Mira feels she is used by the US as it is about to pass an anti-immigration bill. She finds it an unfair treatment to talented people like her who have invested her creativity and professional skills into the improvement of the pre-school system in the US. She has obeyed all the rules, paid taxes, and also affectionate about the people of America. But the new bill has discarded her contribution. She opines new rules should be only applied to those who arrive after those rules are passed. Since she has been in the US for more than 35 years, the US system should recognize her contribution.
According to Mukharjee, her sister has rooted in one job, one city, one house, one ancestral culture, one cuisine. She hasn't fully surrendered her cultural values, she wears a saree. She has retained delightfully accented English and at the same time, she speaks about so many other immigrants and illegal dwellers in the US. Although she is educated and living a better life than so many poorly documented immigrants, she is still connected to her homeland, India.
Mukherjee's thesis statement is a Green Paper betrayed immigrant communities especially from South Asia in the US as it is against its immigrant communities.

Mukherjee's thesis is that experiences as an immigrant in America can differ greatly from one person to another. She states her thesis most explicitly in paragraph 11, when she writes, "In one family, from two sisters alike as peas in a pod, there could not be a wider divergence of the immigrant experience."
Mukherjee's remarks are probably directed at other immigrants like herself; though she initially comes off as a bit harsh on her sister, she seems to understand her sister's decisions more by the end of the essay. Her journey toward a better understanding of the validity of resisting citizenship may offer helpful insights for others who hold the same views as Mukherjee did.
Mukherjee's purpose is to inform; she likely wants her audience to reconsider their own perspective on immigration. She wants the reader to recognize that there is not just one universal immigrant experience and that each immigrant's motives and values are going to be different, even for those from such similar backgrounds as Mukherjee and her sister.
The basis of comparison for the two is established immediately in the essay; both sisters have lived in the US for the same amount of time. She goes on in the following paragraphs to describe more similarities; both sisters planned to stay for only 2 years but stayed long after they each got married and started lives in the US.
Mukherjee's essay is written with a point-by-point structure. She chooses specific points and goes over her experiences and her sister's experiences for each point. This format works well because it allows Mukherjee to go into specifics regarding how each sister's experiences have differed in different areas of their lives in an easy-to-follow way.

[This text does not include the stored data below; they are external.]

//! Scene graph handed over by the voxel container adapter.
//!
//! Node ids are plain indices into the owning vectors. The graph is read-only input to
//! flattening; nothing here knows about the container's binary layout.

use std::collections::BTreeMap;

use glam::IVec3;

use crate::foundation::error::{IsovoxError, IsovoxResult};
use crate::geometry::rotation::Rotation;

/// Occupancy and palette data of one voxel frame (a model in the container).
///
/// Cells are addressed over padded dimensions (`size + 1` per axis); the extra plane on the
/// maximum side of each axis is always empty.
#[derive(Clone, Debug, PartialEq, Eq)]
pub struct VoxelFrame {
    size: IVec3,
    cells: BTreeMap<usize, u8>,
}

impl VoxelFrame {
    /// Empty frame of `size` voxels.
    pub fn new(size: IVec3) -> IsovoxResult<Self> {
        if size.x <= 0 || size.y <= 0 || size.z <= 0 {
            return Err(IsovoxError::validation(format!(
                "voxel frame size must be positive, got {size:?}"
            )));
        }
        Ok(Self {
            size,
            cells: BTreeMap::new(),
        })
    }

    /// Frame size in voxels.
    pub fn size(&self) -> IVec3 {
        self.size
    }

    /// Padded data dimensions.
    pub fn padded_dims(&self) -> IVec3 {
        self.size + IVec3::new(1, 1, 1)
    }

    /// Linear cell index of `p`, or `None` outside the padded dimensions.
    pub fn linear_index(&self, p: IVec3) -> Option<usize> {
        let d = self.padded_dims();
        if p.x < 0 || p.y < 0 || p.z < 0 || p.x >= d.x || p.y >= d.y || p.z >= d.z {
            return None;
        }
        usize::try_from(p.x + p.y * d.x + p.z * d.x * d.y).ok()
    }

    /// Cell coordinates of a linear index.
    pub fn position_of(&self, index: usize) -> IVec3 {
        let d = self.padded_dims();
        let w = d.x as usize;
        let wh = w * d.y as usize;
        IVec3::new((index % w) as i32, ((index % wh) / w) as i32, (index / wh) as i32)
    }

    /// Occupy the voxel at `p` with palette index `color`.
    pub fn set(&mut self, p: IVec3, color: u8) -> IsovoxResult<()> {
        let inside = p.x >= 0
            && p.y >= 0
            && p.z >= 0
            && p.x < self.size.x
            && p.y < self.size.y
            && p.z < self.size.z;
        let index = self.linear_index(p).filter(|_| inside).ok_or_else(|| {
            IsovoxError::validation(format!(
                "voxel {p:?} lies outside frame of size {:?}",
                self.size
            ))
        })?;
        self.cells.insert(index, color);
        Ok(())
    }

    /// Whether the cell at `p` holds a voxel. Out-of-range cells are empty.
    pub fn is_occupied(&self, p: IVec3) -> bool {
        self.linear_index(p)
            .is_some_and(|i| self.cells.contains_key(&i))
    }

    /// Occupied cells as `(linear index, palette index)`, in index order.
    pub fn cells(&self) -> impl Iterator<Item = (usize, u8)> + '_ {
        self.cells.iter().map(|(i, c)| (*i, *c))
    }

    /// Number of occupied cells.
    pub fn len(&self) -> usize {
        self.cells.len()
    }

    /// Whether no cell is occupied.
    pub fn is_empty(&self) -> bool {
        self.cells.is_empty()
    }
}

/// Shape node: one placement of a voxel frame.
#[derive(Clone, Copy, Debug, PartialEq, Eq)]
pub struct ShapeRef {
    /// Index into [`SceneGraph::frames`].
    pub frame: usize,
}

/// What a transform node points at.
#[derive(Clone, Copy, Debug, PartialEq, Eq)]
pub enum ChildRef {
    /// Index into [`SceneGraph::shapes`].
    Shape(usize),
    /// Index into [`SceneGraph::groups`].
    Group(usize),
}

/// Transform node with its display name.
#[derive(Clone, Debug, PartialEq, Eq)]
pub struct TransformRef {
    /// Display name; may carry a volume-type suffix.
    pub name: String,
    /// Translation applied after rotation.
    pub translation: IVec3,
    /// Discrete rotation about the child's center.
    pub rotation: Rotation,
    /// Transformed child.
    pub child: ChildRef,
}

/// Group node listing child transform ids.
#[derive(Clone, Debug, Default, PartialEq, Eq)]
pub struct GroupRef {
    /// Indices into [`SceneGraph::transforms`].
    pub children: Vec<usize>,
}

/// Whole scene as seen by flattening and visibility.
#[derive(Clone, Debug, Default)]
pub struct SceneGraph {
    /// Voxel frames.
    pub frames: Vec<VoxelFrame>,
    /// Shape nodes.
    pub shapes: Vec<ShapeRef>,
    /// Transform nodes.
    pub transforms: Vec<TransformRef>,
    /// Group nodes.
    pub groups: Vec<GroupRef>,
    /// Top-level transform ids, in traversal order. Each becomes one structure.
    pub roots: Vec<usize>,
    /// RGBA palette addressed by voxel palette index.
    pub palette: Vec<[u8; 4]>,
}

impl SceneGraph {
    /// Frame by index.
    pub fn frame(&self, index: usize) -> IsovoxResult<&VoxelFrame> {
        self.frames
            .get(index)
            .ok_or_else(|| IsovoxError::scene(format!("no voxel frame with index {index}")))
    }

    /// Shape node by index.
    pub fn shape(&self, index: usize) -> IsovoxResult<&ShapeRef> {
        self.shapes
            .get(index)
            .ok_or_else(|| IsovoxError::scene(format!("no shape node with index {index}")))
    }

    /// Transform node by index.
    pub fn transform(&self, index: usize) -> IsovoxResult<&TransformRef> {
        self.transforms
            .get(index)
            .ok_or_else(|| IsovoxError::scene(format!("no transform node with index {index}")))
    }

    /// Group node by index.
    pub fn group(&self, index: usize) -> IsovoxResult<&GroupRef> {
        self.groups
            .get(index)
            .ok_or_else(|| IsovoxError::scene(format!("no group node with index {index}")))
    }

    /// Palette color, opaque black when the palette is short.
    pub fn color(&self, index: u8) -> [u8; 4] {
        self.palette
            .get(usize::from(index))
            .copied()
            .unwrap_or([0, 0, 0, 255])
    }
}

#[cfg(test)]
#[path = "../../tests/unit/scene/graph.rs"]
mod tests;
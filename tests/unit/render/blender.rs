use super::*;

fn temp_dir(name: &str) -> PathBuf {
    let nanos = std::time::SystemTime::now()
        .duration_since(std::time::UNIX_EPOCH)
        .unwrap()
        .as_nanos();
    let dir = std::env::temp_dir().join(format!(
        "isovox_blender_{}_{}_{}",
        name,
        std::process::id(),
        nanos
    ));
    std::fs::create_dir_all(&dir).unwrap();
    dir
}

fn scene() -> RenderParams {
    RenderParams {
        ortho_scale: 7.5,
        resolution_width: 300,
        resolution_height: 200,
        camera_x: -1.25,
        camera_y: 0.0,
        camera_z: 250.0,
    }
}

fn invocation(executable: PathBuf) -> BlenderInvocation {
    let config = RendererConfig {
        executable: Some(executable),
        script: Some(PathBuf::from("scripts/main.py")),
    };
    BlenderInvocation::new(&config, &OutputLayout::new("out"), true, false, scene())
}

#[test]
fn args_follow_the_script_contract() {
    let inv = invocation(PathBuf::from("/opt/blender"));
    assert_eq!(inv.executable, PathBuf::from("/opt/blender"));
    let args: Vec<String> = inv
        .args()
        .into_iter()
        .map(|a| a.to_string_lossy().into_owned())
        .collect();
    let obj = PathBuf::from("out").join("temp").join("obj");
    let renders = PathBuf::from("out").join("temp").join("renders");
    let bin = PathBuf::from("out").join("bin");
    assert_eq!(
        args,
        vec![
            "--background".to_string(),
            "--python".to_string(),
            "scripts/main.py".to_string(),
            obj.display().to_string(),
            renders.display().to_string(),
            bin.display().to_string(),
            "True".to_string(),
            "False".to_string(),
            "7.5".to_string(),
            "300".to_string(),
            "200".to_string(),
            "-1.25".to_string(),
            "0".to_string(),
            "250".to_string(),
        ]
    );
}

#[test]
fn configured_paths_win() {
    let config = RendererConfig {
        executable: Some(PathBuf::from("custom/blender")),
        script: Some(PathBuf::from("render.py")),
    };
    assert_eq!(locate_blender(&config), PathBuf::from("custom/blender"));
    assert_eq!(locate_script(&config), PathBuf::from("render.py"));
    assert!(
        bundled_blender_path(Path::new("app"))
            .starts_with(Path::new("app").join("blender"))
    );
}

#[test]
fn clutter_lines_are_dropped() {
    assert_eq!(relay_line("   "), None);
    assert_eq!(relay_line("Fra:1 Mem:12.00M | Sample 1/64"), None);
    assert_eq!(relay_line("Progress: 50%"), None);
    assert_eq!(relay_line("  Done in 0.1234 sec (total)"), None);
    assert_eq!(
        relay_line("Saved: 'out/a.png'").as_deref(),
        Some("Saved: 'out/a.png'")
    );
}

#[test]
fn import_lines_are_shortened() {
    assert_eq!(
        relay_line("[ 12] Importing OBJ 'structure0.obj'...").as_deref(),
        Some("Importing OBJ 'structure0.obj'...")
    );
    assert_eq!(
        relay_line("  obj: building geometries... (verts:8 faces:12)").as_deref(),
        Some("Building geometries(verts:8 faces:12)")
    );
    assert_eq!(
        relay_line("x Finished importing: 'a.obj'").as_deref(),
        Some("Finished importing: 'a.obj'")
    );
    assert_eq!(
        relay_line("building geometries").as_deref(),
        Some("building geometries")
    );
}

#[test]
fn stderr_tail_keeps_last_lines() {
    assert_eq!(stderr_tail("a\n\nb\nc\n", 2), "b\nc");
    assert_eq!(stderr_tail("only", 5), "only");
    assert_eq!(stderr_tail("", 5), "");
}

#[test]
fn missing_executable_is_a_render_error() {
    let inv = invocation(temp_dir("missing").join("no-such-blender"));
    let err = inv.run().unwrap_err();
    assert!(matches!(err, IsovoxError::Render(_)));
    assert!(err.to_string().contains("failed to spawn"));
}

#[cfg(unix)]
#[test]
fn failing_renderer_is_a_render_error() {
    // `sh` rejects `--background` and exits non-zero.
    let err = invocation(PathBuf::from("sh")).run().unwrap_err();
    assert!(matches!(err, IsovoxError::Render(_)));
    assert!(err.to_string().contains("blender exited with status"));
}

#[cfg(unix)]
#[test]
fn successful_renderer_returns_ok() {
    invocation(PathBuf::from("true")).run().unwrap();
}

The points Mukherjee discusses include each sister's marriage, each sister's views on her Indian heritage, whether or not to become an American citizen, and the choice to embrace American culture. These points are sufficient, especially since the author often goes back to reconsider these points throughout the essay as she recalls how her views have shifted over time with the country's changing views on immigration.
The transitional words and phrases Mukherjee uses include: "Instead," "...we never said what was really on our minds, but we probably pitied one another," "I realize," and "Nearly 20 years ago."
Mukherjee's conclusion is quite effective. She is letting the reader know that despite how these experiences differ, they still ultimately come with the same cost. To stay in America, an immigrant must change themselves in one way or another in order to fit in comfortably. In the writer's case, this change came more willingly, but she was still punished by her family for her choice to work so hard toward assimilation. She also faced difficulty achieving this assimilation while in Canada. In her sister's case, she was forced to gain citizenship, which she did not want to do, in order to stay in the US; she was not able to keep ties to India in the way that was most comfortable for her.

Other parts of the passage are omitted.